## INSTRUCTIONS TO FOLLOW
Below are records; count how many of their lines contain the string "passes", and give only that number.

## MATERIAL PROVIDED
☆ ☆ ☆
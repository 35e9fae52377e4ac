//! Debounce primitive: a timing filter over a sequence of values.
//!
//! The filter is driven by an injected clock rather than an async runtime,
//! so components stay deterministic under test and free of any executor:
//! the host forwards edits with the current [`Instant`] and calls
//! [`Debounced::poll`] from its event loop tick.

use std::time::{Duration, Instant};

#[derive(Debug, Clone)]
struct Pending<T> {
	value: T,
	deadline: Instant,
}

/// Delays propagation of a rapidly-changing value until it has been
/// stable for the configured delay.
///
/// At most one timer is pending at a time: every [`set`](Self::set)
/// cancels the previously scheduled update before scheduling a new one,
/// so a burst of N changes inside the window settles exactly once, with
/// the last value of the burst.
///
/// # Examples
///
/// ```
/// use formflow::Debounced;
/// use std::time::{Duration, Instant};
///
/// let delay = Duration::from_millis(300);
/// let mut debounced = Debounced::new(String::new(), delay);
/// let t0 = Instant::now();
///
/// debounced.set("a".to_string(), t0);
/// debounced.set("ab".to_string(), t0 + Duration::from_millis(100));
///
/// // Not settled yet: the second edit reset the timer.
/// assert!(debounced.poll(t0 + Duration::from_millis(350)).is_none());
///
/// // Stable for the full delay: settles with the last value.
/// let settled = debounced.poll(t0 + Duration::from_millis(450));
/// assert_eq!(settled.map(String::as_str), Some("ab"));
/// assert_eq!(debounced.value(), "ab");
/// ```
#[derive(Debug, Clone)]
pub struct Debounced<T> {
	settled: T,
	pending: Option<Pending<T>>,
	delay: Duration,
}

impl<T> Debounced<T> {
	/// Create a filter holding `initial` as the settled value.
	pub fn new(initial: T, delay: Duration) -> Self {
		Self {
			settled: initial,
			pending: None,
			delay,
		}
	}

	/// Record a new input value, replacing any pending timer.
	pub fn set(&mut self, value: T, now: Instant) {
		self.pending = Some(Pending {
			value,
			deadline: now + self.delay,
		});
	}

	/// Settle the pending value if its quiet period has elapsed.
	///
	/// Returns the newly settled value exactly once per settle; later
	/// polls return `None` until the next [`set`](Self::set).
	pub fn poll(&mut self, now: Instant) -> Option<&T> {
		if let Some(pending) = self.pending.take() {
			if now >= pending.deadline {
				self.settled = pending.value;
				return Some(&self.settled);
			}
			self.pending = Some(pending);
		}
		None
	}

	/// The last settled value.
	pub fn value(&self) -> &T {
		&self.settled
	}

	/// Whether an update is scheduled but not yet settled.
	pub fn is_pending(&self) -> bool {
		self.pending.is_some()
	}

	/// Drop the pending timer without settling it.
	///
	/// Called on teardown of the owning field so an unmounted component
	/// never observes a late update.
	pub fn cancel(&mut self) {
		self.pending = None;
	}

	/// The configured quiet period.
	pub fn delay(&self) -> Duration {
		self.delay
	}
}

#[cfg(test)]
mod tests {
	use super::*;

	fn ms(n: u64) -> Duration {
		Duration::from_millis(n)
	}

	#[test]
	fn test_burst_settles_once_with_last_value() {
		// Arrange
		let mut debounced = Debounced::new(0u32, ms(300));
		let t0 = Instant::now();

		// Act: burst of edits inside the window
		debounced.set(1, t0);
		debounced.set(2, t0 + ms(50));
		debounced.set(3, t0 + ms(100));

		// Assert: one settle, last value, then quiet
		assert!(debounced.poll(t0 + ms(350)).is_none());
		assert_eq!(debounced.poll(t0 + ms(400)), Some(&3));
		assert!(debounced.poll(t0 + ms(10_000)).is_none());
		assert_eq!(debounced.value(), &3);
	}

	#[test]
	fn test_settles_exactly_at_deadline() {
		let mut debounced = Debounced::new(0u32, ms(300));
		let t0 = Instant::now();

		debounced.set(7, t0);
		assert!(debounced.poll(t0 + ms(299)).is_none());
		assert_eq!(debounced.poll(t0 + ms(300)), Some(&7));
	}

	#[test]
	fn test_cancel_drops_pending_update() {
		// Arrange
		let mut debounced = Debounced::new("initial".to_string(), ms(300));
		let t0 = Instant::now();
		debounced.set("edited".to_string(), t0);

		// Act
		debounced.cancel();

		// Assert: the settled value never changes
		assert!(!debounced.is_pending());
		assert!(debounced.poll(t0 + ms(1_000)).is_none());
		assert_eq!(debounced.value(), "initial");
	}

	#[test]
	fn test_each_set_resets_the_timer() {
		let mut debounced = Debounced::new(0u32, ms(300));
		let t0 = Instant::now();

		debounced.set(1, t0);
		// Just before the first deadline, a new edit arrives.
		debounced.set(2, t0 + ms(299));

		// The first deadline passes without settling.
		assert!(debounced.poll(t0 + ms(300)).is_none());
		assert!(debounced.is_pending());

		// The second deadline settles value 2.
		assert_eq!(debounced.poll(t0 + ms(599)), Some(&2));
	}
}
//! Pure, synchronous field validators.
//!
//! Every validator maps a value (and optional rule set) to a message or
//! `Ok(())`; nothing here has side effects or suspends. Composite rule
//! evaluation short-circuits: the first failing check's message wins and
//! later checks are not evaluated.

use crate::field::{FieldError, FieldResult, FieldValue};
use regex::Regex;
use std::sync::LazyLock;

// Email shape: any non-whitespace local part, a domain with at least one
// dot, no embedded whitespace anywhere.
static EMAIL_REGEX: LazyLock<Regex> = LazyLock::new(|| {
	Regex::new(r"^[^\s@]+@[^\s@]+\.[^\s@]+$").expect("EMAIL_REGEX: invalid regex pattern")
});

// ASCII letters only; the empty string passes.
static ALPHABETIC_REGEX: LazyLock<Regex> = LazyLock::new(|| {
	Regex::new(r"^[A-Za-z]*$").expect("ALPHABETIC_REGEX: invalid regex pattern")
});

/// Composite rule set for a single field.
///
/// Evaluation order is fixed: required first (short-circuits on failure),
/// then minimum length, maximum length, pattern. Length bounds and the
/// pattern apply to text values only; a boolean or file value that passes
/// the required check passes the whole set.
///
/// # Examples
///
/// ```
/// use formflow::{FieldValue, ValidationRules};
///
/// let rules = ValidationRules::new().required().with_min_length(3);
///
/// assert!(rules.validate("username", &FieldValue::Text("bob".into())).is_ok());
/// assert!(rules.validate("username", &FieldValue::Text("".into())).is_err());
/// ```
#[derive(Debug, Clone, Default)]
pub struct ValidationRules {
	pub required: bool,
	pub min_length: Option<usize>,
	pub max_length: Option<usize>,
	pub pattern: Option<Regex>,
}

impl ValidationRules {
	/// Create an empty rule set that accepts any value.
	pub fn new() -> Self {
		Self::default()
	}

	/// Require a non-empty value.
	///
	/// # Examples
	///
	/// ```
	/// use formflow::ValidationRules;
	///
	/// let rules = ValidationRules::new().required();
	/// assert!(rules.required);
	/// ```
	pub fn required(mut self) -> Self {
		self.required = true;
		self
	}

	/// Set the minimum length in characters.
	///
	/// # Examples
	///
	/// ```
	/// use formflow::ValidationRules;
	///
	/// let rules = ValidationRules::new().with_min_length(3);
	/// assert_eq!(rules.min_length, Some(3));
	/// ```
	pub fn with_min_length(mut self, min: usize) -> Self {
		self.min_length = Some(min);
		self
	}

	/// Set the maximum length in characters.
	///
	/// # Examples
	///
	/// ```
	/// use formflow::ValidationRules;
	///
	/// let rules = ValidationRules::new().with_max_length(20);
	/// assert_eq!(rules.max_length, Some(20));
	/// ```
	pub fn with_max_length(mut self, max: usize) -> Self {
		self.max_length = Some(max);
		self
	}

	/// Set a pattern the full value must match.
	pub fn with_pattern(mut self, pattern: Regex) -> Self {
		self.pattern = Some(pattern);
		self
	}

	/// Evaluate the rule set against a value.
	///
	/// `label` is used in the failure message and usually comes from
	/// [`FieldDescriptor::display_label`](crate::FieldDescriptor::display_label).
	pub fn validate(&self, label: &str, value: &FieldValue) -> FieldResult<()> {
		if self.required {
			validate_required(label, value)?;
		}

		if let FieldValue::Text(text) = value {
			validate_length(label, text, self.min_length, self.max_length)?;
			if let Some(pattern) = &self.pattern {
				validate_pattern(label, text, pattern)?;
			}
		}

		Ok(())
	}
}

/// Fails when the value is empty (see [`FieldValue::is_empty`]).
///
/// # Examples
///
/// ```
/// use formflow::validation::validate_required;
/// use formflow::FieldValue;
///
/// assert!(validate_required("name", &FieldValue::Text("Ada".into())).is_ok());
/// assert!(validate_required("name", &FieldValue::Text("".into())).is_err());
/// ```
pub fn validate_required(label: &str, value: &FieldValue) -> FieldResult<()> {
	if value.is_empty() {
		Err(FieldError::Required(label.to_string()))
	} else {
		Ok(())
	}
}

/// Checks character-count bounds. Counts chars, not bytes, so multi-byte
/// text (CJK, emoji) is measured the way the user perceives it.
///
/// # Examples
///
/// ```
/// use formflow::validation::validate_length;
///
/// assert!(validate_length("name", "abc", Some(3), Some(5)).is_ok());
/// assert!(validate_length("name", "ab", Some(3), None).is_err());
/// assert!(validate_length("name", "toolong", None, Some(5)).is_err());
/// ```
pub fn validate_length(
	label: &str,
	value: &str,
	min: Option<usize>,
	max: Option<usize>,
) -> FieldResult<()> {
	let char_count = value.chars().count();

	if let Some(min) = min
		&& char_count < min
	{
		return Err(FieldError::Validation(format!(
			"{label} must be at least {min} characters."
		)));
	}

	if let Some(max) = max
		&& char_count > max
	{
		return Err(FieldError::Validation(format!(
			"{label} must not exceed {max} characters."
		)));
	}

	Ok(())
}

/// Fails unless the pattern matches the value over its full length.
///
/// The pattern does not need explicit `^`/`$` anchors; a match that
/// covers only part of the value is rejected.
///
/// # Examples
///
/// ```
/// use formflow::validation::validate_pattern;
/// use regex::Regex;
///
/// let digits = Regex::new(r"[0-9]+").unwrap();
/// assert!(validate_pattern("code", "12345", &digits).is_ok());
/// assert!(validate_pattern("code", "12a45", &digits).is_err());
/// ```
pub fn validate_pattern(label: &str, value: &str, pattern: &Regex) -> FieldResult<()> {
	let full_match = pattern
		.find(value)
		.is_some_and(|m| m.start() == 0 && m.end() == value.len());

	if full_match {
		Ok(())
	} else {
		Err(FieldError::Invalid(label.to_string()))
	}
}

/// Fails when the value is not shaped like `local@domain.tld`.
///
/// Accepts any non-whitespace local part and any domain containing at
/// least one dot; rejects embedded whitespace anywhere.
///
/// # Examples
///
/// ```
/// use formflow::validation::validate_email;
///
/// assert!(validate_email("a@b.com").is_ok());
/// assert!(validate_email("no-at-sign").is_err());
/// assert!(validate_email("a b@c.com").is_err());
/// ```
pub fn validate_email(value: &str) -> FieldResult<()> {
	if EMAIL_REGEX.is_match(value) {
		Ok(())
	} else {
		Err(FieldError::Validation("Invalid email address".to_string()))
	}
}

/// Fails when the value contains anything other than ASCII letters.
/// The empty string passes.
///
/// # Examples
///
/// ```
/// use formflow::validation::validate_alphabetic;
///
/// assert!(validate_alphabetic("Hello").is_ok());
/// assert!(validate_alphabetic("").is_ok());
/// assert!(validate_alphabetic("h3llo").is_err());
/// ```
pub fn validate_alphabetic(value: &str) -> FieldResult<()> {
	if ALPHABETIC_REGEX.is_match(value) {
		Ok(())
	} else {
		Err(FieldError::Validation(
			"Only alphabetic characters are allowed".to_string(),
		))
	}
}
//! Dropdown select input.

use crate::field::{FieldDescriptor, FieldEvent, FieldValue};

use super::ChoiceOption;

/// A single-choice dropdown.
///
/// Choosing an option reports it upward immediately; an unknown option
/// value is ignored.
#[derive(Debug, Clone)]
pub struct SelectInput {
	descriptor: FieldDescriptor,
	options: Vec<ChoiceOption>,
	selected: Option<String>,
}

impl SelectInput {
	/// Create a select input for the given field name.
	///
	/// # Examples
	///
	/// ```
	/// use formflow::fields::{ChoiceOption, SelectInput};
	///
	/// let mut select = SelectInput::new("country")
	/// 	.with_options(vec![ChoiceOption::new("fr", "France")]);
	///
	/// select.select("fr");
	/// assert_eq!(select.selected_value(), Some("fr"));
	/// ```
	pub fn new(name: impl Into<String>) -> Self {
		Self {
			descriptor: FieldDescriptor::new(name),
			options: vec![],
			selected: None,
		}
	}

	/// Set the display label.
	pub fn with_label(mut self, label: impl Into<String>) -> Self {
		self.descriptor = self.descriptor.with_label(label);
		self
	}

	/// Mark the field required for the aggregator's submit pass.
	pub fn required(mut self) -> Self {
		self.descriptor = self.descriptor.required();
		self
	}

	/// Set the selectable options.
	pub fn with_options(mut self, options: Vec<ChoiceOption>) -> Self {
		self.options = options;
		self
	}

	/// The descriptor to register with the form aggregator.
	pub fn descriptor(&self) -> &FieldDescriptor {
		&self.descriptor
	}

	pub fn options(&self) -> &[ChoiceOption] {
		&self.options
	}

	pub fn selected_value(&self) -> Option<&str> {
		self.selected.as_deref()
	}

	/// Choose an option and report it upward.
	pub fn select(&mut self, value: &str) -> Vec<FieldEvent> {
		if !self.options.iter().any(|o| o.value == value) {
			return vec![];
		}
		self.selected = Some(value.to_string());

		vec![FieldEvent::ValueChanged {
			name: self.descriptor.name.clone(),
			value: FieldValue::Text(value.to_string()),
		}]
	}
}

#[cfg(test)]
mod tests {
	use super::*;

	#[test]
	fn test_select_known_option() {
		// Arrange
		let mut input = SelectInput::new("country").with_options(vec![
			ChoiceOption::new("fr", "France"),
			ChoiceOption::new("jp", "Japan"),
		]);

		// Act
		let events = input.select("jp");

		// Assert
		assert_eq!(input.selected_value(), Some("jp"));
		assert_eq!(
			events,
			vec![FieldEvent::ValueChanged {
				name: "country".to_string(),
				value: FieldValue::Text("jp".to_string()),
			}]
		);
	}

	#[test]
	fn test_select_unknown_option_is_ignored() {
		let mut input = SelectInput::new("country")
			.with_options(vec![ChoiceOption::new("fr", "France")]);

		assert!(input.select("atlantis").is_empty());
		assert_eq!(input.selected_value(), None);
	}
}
☆ ☆ ☆
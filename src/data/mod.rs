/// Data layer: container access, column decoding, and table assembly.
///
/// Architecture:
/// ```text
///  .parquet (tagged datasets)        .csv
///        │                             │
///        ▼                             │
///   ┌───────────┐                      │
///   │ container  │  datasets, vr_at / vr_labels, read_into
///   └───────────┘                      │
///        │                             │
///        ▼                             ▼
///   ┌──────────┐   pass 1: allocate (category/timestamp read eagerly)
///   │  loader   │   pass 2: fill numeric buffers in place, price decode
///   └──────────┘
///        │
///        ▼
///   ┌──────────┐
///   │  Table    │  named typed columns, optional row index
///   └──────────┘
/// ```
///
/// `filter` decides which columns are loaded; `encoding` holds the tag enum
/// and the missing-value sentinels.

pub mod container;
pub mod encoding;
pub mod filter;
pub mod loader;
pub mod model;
☆ ☆ ☆
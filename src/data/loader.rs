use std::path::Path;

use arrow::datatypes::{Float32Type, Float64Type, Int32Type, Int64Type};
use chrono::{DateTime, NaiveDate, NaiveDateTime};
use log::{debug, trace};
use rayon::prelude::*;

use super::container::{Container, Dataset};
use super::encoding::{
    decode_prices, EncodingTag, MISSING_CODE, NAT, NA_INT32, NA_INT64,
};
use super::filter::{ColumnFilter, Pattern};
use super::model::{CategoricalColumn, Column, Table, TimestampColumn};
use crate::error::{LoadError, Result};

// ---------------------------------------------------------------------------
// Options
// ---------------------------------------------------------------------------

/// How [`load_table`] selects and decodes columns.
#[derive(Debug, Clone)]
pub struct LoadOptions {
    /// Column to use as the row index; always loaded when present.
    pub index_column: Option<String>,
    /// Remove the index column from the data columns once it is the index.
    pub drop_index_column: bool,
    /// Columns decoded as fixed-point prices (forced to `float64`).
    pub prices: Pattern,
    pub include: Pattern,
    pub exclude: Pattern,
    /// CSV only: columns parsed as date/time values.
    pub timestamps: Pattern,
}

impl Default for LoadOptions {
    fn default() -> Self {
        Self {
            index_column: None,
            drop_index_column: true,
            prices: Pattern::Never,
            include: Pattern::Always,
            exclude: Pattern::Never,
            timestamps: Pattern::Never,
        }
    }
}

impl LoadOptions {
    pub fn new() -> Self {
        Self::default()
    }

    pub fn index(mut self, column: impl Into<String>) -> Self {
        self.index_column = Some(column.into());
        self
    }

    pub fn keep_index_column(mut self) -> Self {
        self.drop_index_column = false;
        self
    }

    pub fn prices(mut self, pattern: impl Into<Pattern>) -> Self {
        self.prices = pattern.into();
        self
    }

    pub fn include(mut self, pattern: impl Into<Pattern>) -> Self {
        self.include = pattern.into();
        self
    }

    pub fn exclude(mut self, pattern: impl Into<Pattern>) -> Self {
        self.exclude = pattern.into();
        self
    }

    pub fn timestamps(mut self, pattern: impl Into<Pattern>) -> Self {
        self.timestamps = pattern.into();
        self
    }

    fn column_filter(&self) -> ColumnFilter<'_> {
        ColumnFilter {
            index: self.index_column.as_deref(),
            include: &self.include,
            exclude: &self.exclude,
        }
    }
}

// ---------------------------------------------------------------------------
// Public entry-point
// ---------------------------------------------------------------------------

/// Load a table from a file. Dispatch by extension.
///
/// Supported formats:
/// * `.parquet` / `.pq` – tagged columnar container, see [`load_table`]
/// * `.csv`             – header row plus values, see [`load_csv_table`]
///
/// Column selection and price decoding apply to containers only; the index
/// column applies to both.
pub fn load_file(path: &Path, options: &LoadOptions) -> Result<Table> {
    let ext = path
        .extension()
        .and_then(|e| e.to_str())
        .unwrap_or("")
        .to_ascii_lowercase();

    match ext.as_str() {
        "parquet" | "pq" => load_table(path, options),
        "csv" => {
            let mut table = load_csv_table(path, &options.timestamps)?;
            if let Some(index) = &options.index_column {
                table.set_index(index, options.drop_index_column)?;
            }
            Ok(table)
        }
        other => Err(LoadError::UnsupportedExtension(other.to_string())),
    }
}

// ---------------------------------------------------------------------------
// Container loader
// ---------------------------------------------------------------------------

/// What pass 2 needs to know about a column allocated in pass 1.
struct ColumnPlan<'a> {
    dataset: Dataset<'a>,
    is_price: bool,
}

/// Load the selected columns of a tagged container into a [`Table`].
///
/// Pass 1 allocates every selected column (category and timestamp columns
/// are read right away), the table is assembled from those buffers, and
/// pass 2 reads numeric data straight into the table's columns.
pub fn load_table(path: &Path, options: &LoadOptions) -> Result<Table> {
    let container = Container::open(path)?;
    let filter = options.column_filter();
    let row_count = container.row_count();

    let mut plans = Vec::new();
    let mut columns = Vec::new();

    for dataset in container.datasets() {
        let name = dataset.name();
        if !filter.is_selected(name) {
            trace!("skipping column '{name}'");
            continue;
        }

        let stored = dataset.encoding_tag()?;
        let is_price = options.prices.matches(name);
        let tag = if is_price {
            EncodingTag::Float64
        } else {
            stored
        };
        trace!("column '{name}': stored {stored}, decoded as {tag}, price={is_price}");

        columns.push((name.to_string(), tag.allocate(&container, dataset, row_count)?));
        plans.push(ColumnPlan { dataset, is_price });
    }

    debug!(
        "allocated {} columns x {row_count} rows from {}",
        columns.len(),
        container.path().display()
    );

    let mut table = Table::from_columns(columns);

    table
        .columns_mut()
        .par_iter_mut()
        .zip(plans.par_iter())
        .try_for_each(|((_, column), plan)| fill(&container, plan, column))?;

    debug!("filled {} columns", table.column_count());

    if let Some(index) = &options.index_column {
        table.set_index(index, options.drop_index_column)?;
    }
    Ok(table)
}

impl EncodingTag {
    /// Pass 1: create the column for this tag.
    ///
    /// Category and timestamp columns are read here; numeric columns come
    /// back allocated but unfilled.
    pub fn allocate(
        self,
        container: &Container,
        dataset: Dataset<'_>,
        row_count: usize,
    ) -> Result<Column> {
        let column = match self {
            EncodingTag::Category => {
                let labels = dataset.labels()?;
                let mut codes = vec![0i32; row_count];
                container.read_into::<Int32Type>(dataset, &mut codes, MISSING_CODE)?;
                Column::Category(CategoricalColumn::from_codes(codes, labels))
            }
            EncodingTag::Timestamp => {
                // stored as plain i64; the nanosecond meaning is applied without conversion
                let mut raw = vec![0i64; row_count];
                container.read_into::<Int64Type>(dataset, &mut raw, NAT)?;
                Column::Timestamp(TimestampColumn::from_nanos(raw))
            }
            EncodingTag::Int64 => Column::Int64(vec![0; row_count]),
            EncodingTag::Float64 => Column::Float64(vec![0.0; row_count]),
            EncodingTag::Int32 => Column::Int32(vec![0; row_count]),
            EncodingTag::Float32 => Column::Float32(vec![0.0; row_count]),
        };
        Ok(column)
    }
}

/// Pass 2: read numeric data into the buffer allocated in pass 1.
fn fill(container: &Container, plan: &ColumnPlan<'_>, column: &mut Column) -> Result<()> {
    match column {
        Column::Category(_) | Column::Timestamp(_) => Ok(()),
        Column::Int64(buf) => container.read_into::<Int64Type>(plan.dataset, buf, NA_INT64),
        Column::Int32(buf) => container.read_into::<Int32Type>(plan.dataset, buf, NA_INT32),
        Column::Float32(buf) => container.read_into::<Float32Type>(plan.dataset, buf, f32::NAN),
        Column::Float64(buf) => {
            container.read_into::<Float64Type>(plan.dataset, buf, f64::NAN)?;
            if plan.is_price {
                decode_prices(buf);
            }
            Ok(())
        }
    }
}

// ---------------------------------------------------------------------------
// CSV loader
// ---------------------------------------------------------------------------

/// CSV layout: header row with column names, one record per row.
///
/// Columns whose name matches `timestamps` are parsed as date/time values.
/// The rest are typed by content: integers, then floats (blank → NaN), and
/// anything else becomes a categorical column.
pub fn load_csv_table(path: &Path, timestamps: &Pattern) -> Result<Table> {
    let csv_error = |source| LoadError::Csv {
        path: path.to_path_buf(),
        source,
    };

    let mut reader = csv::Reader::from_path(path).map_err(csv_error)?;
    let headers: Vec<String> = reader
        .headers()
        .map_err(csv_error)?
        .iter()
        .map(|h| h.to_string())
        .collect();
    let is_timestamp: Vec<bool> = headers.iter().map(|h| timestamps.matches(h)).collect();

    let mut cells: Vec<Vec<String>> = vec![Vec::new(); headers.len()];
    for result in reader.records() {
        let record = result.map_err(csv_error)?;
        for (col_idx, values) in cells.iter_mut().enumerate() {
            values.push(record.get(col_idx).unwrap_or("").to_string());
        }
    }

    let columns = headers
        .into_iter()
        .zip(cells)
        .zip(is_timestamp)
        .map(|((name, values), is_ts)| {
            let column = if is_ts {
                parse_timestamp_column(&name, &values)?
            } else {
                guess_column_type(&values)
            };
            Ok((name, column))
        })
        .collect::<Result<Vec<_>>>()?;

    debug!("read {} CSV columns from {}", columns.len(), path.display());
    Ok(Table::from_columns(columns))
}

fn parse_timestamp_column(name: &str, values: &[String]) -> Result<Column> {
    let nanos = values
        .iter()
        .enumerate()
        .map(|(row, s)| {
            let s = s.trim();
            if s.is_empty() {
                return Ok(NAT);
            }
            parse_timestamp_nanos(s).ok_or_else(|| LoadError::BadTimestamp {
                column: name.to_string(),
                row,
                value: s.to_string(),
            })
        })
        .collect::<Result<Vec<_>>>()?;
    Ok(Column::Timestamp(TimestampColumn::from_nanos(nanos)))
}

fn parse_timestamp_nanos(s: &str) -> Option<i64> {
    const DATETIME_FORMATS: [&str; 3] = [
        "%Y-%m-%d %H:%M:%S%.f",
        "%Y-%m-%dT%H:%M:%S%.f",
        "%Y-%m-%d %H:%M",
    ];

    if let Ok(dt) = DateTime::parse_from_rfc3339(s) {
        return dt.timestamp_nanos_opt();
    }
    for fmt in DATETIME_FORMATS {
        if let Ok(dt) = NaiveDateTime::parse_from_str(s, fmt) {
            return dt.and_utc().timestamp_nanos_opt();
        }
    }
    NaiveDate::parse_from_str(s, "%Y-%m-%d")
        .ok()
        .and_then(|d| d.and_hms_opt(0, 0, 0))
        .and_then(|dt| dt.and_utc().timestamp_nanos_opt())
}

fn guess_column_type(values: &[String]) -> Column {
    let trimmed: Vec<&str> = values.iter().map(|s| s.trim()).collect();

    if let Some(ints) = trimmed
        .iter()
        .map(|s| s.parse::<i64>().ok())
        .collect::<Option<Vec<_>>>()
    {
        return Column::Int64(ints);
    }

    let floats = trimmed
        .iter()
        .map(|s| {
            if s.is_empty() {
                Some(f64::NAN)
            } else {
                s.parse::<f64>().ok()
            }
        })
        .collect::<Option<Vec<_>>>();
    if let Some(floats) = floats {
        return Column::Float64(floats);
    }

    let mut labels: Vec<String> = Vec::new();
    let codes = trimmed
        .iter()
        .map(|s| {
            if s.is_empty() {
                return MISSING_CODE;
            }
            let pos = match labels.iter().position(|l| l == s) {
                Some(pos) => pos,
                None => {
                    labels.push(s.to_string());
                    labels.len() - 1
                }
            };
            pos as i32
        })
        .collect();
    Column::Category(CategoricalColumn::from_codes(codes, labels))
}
☆ ☆ ☆
## EXERCISE RESULT
5